Extracted records:
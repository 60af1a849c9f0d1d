pub mod catalog;
pub mod config;
pub mod dashboard;
pub mod error;
pub mod gemini;
pub mod http_client;
pub mod inputs;
pub mod prompt;
pub mod result;
pub mod state;
pub mod worker;
use thiserror::Error;

/// Why a prediction could not be produced. The controller collapses all of these
/// into one user-facing message; the cause is kept for the console log and tests.
#[derive(Debug, Clone, PartialEq, Eq, Error)]
pub enum PredictionError {
    #[error("no API key configured")]
    CredentialMissing,

    #[error("transport error: {0}")]
    Transport(String),

    #[error("service returned http {code}: {message}")]
    Status { code: u16, message: String },

    #[error("invalid response shape: {0}")]
    InvalidResponseShape(String),
}

impl PredictionError {
    pub fn is_credential_problem(&self) -> bool {
        match self {
            PredictionError::CredentialMissing => true,
            PredictionError::Status { code, .. } => matches!(code, 400 | 401 | 403),
            _ => false,
        }
    }
}

impl From<reqwest::Error> for PredictionError {
    fn from(err: reqwest::Error) -> Self {
        PredictionError::Transport(err.to_string())
    }
}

Work order: Please give the number of lines above that contain the string "message", and nothing more.

Solution for this task: 3